Thursday, November 3, 2011


“Look who finally decided to come home.” It’s the next morning, I crashed at a friends who lives in the building. I knew staying here I would just hear more of the horrible ideas that she thinks is acceptable to treat men. Yes I know men have this long streak of treating women horrible. I cannot deny that I have been very hurt by them. But it takes two to tango. That expression doesn’t come from thin air.
“Yeah. I stayed with Arielle.”:
“Oh well that was nice of her to let you stay there. What did she think of you just instantly going out with a guy who left you a note?”
“She didn’t think anything because I keep my life private and have it be personal. But I am sure she would not have given me any where near the reaction you gave me. That was honestly horrible how you said you are suppose to treat guys! Would you want to be treated that way?
“No.”
“So that whole do unto others as you would like done unto you was just missed on you?”
“What?”
“Okay I know your parents at least had you go to sunday school.”

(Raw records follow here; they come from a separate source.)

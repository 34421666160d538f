//! Hardware detection module
//!
//! Collects the static host facts (platform, core counts, memory) that the
//! probes size themselves from and the report records, using sysinfo.

mod system;

pub use system::HostInfo;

“Olivia, my parents are Jewish.”
“Oh. Then why do you go to mass?”
“Cause I guy I really cared about I converted for him.”
“You did that for a guy?”
“Yeah. Thought he was the one. But no. He made me fall hard to a point of talking about marriage and religion racing kids. You know the works. But he was like the rest of them. Just wanted to have fun for the moment and didn’t want one girl. He wanted a girl for each day of the week.”
“You never told me that.”
“Well yeah. Why would I?”
I am such a horrible person! I went instant attack and didn’t show compassion or simply or being apathetic that she could have been hurt in the past and this is why she does what she does. I give excuses for strangers down the street but the girl who I have known throughout college and roommate with for about four years I don’t give the same credit to. “I feel like a horrible person. Cassandra, like I don’t even have words.”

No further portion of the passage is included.